Each student in the class is required to make at least one small square by knitting or crocheting that will eventually be combined with all the other squares to make a blanket. It will be sent to the SOS Children’s Village, an orphanage in Kigali, Rwanda.
The children who live there are the children of mothers and teachers whose lives were affected by the Rwandan genocide in 1994. Concordia has special ties with this village due to the annual May seminar, “Rwanda: Service in the Heart of Africa.” Part of each returning trip, which Watkin leads along with professor Bill Snyder, includes time spent at SOS.
“This project helps us to maintain that relationship with them and to help out some more,” Watkin said.
Watkin brought her mother in to offer a special knitting tutorial to the students.

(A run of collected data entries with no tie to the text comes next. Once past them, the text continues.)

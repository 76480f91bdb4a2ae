//! 配置管理模块
//!
//! 该模块负责加载 Operator 的运行配置，支持可选的 YAML/JSON 配置文件，
//! 以及 `SVCAT_` 前缀的环境变量覆盖（如 `SVCAT_IMAGE_PULL_SPEC`）。
//! 工作负载命名空间随内嵌清单固定，不在这里配置。

use config::{Config, Environment, File, FileFormat};
use serde::{Deserialize, Serialize};
use std::path::Path;
use std::time::Duration;
use svcat_common::{Error, Result};

/// Operator 配置结构
#[derive(Debug, Clone, PartialEq, Serialize, Deserialize)]
#[serde(default)]
pub struct OperatorSettings {
    /// 期望状态对象的名称
    pub operator_config_name: String,
    /// 客户端 CA 的权威来源命名空间
    pub ca_source_namespace: String,
    /// 客户端 CA ConfigMap 名称
    pub client_ca_name: String,
    /// 服务证书 Secret 名称
    pub serving_cert_name: String,
    /// 外部提供的工作负载镜像，空字符串表示沿用模板
    pub image_pull_spec: String,
    /// 正常重新同步间隔（秒）
    pub resync_interval_seconds: u64,
    /// 出错后重新排队间隔（秒）
    pub error_requeue_seconds: u64,
    /// 单个同步周期的超时（秒）
    pub cycle_timeout_seconds: u64,
    /// 日志级别
    pub log_level: String,
}

impl Default for OperatorSettings {
    fn default() -> Self {
        Self {
            operator_config_name: "cluster".to_string(),
            ca_source_namespace: "kube-system".to_string(),
            client_ca_name: "client-ca".to_string(),
            serving_cert_name: "serving-cert".to_string(),
            image_pull_spec: String::new(),
            resync_interval_seconds: 300,
            error_requeue_seconds: 10,
            cycle_timeout_seconds: 60,
            log_level: "info".to_string(),
        }
    }
}

impl OperatorSettings {
    /// 加载配置：默认值 < 配置文件 < 环境变量
    pub fn load(config_path: Option<&Path>) -> Result<Self> {
        let mut builder = Config::builder();

        if let Some(path) = config_path {
            let config_file = path
                .to_str()
                .ok_or_else(|| Error::Config(format!("config path is not valid utf-8: {:?}", path)))?;

            let format = match path.extension().and_then(|ext| ext.to_str()) {
                Some("yaml") | Some("yml") => FileFormat::Yaml,
                Some("json") => FileFormat::Json,
                _ => return Err(Error::Config("only yaml or json config files are supported".to_string())),
            };

            builder = builder.add_source(File::with_name(config_file).format(format));
        }

        let settings = builder
            .add_source(Environment::with_prefix("SVCAT").try_parsing(true))
            .build()
            .and_then(|c| c.try_deserialize::<OperatorSettings>())
            .map_err(|e| Error::Config(e.to_string()))?;

        settings.validate()?;
        Ok(settings)
    }

    fn validate(&self) -> Result<()> {
        if self.ca_source_namespace.is_empty() {
            return Err(Error::Config("ca_source_namespace must not be empty".to_string()));
        }
        if self.cycle_timeout_seconds == 0 {
            return Err(Error::Config("cycle_timeout_seconds must be positive".to_string()));
        }
        Ok(())
    }

    pub fn resync_interval(&self) -> Duration {
        Duration::from_secs(self.resync_interval_seconds)
    }

    pub fn error_requeue(&self) -> Duration {
        Duration::from_secs(self.error_requeue_seconds)
    }

    pub fn cycle_timeout(&self) -> Duration {
        Duration::from_secs(self.cycle_timeout_seconds)
    }
}
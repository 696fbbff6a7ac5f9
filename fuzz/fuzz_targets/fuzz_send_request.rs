#![no_main]

use libfuzzer_sys::fuzz_target;
use telebridge::bus::codec::decode_send_request;

fuzz_target!(|data: &str| {
    if let Ok(request) = decode_send_request(data) {
        assert!(request.chat_id != 0);
        assert!(!request.text.is_empty());
    }
});
#![warn(clippy::pedantic)]
#![allow(clippy::missing_errors_doc)]
#![allow(clippy::missing_panics_doc)]
#![allow(clippy::must_use_candidate)]
// Keeping format!("{}", x) over format!("{x}") for readability with complex exprs
#![allow(clippy::uninlined_format_args)]
// Telegram user ids are u64 on the wire but i64 in event payloads
#![allow(clippy::cast_possible_wrap)]
#![allow(clippy::module_name_repetitions)]

pub mod bus;
pub mod channels;
pub mod classify;
pub mod cli;
pub mod config;
pub mod errors;
pub mod relay;

pub const VERSION: &str = env!("CARGO_PKG_VERSION");
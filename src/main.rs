use anyhow::Result;

#[tokio::main]
async fn main() -> Result<()> {
    telebridge::cli::run().await
}
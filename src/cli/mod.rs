use crate::bus::{Broker, RedisBroker};
use crate::channels::{ChatPlatform, TelegramPlatform};
use crate::config::credentials::{ENV_OVERRIDES, detect_source};
use crate::config::{Config, load_config, load_dotenv};
use crate::relay::Relay;
use anyhow::Result;
use clap::{Parser, Subcommand};
use std::path::PathBuf;
use std::sync::Arc;
use tracing::{debug, info};

#[derive(Parser)]
#[command(name = "telebridge")]
#[command(about = "Relay between a Telegram bot and Redis pub/sub topics")]
pub struct Cli {
    #[command(subcommand)]
    command: Option<Commands>,
}

#[derive(Subcommand)]
enum Commands {
    /// Run the relay until interrupted (default)
    Run {
        /// Path to config.json (default: ~/.telebridge/config.json)
        #[arg(long, short)]
        config: Option<PathBuf>,
    },
    /// Validate configuration and print it with secrets redacted
    Check {
        #[arg(long, short)]
        config: Option<PathBuf>,
    },
}

pub async fn run() -> Result<()> {
    let cli = Cli::parse();
    let dotenv = load_dotenv()?;

    match cli.command.unwrap_or(Commands::Run { config: None }) {
        Commands::Run { config } => {
            let config = load_config(config.as_deref())?;
            init_tracing(config.telegram.debug);
            if let Some(path) = dotenv {
                debug!("loaded environment from {}", path.display());
            }
            relay(config).await
        }
        Commands::Check { config } => {
            let config = load_config(config.as_deref())?;
            check(&config);
            Ok(())
        }
    }
}

/// Install the global subscriber. `RUST_LOG` wins; otherwise `debug` raises this
/// crate's level.
fn init_tracing(debug: bool) {
    let default = if debug {
        "info,telebridge=debug,teloxide=warn"
    } else {
        "info,teloxide=warn"
    };
    let filter = tracing_subscriber::EnvFilter::try_from_default_env()
        .unwrap_or_else(|_| tracing_subscriber::EnvFilter::new(default));
    tracing_subscriber::fmt().with_env_filter(filter).init();
}

async fn relay(config: Config) -> Result<()> {
    info!("Configuration loaded");
    let broker: Arc<dyn Broker> = Arc::new(RedisBroker::connect(&config.redis.url).await?);
    let platform: Arc<dyn ChatPlatform> = Arc::new(
        TelegramPlatform::connect(config.telegram.clone(), config.relay.update_buffer).await?,
    );

    let commands = broker
        .subscribe(std::slice::from_ref(&config.topics.commands))
        .await?;
    let updates = platform.start().await?;

    let relay = Relay::new(
        platform,
        broker,
        config.topics.clone(),
        config.relay.publish_timeout(),
    );

    tokio::select! {
        _ = tokio::signal::ctrl_c() => {
            info!("Shutting down...");
        }
        result = relay.run(updates, commands) => result?,
    }

    Ok(())
}

fn check(config: &Config) {
    println!("Configuration is valid.\n");
    println!("{:#?}\n", config);
    println!("Sources:");
    for (name, var) in ENV_OVERRIDES {
        println!("  {:<16} {:<28} {}", name, var, detect_source(name, config));
    }
}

She is the best knitter she knows, Watkin said. Jessica Nanik from the campus organization Itch to Stitch also came to class to teach knitting basics. Between these three knowledgeable teachers and a few students who already knew how to work a needle or hook, the class slowly started to create a project they would work on for the rest of the semester.
“It was really important to me that [the students] had an opportunity to move beyond genocide and actually, literally, learn to help and hope,” Watkin said.
Although the class is making one blanket using all of their squares, Watkin has encouraged all of the students to consider making more squares or even a whole blanket that they could send to Rwanda.
Abby Kratzke is one student in Watkin’s class who is excited for the chance to crochet and to get a break from the normal class schedule. “There are so many different stories [about genocide] and it’s so interesting but sometimes you don’t want to hear it,” Kratzke said.
She is an experienced crocheter and helps out fellow classmate Zahra Tahir with her square. Tahir says she knew how to crochet before but has since forgotten.
One table over, Spencer Nelson is laughing as his fingers get tangled in the string. He is still trying to cast on, but is very determined to figure it out. “I’m a first timer,” he says. “It’s an incredible experience, though, and I’m trying to pass on the family tradition and live up to the Nelson tradition.”
Nelson has been affected greatly by this class and says he now understands how sheltered he was. “We are opening our eyes to things we’ve never seen before. I came in here thinking genocide was a one time thing, but it’s a huge issue.”
Watkin hopes the class teaches the importance of service in addition to such an overwhelming topic.
“All service is important for that reason. So we don’t get stymied by the abundance of knowledge,” Watkin said.
Once the blanket is finished, the class will write a letter to the receiver and send it to SOS at the end of the semester.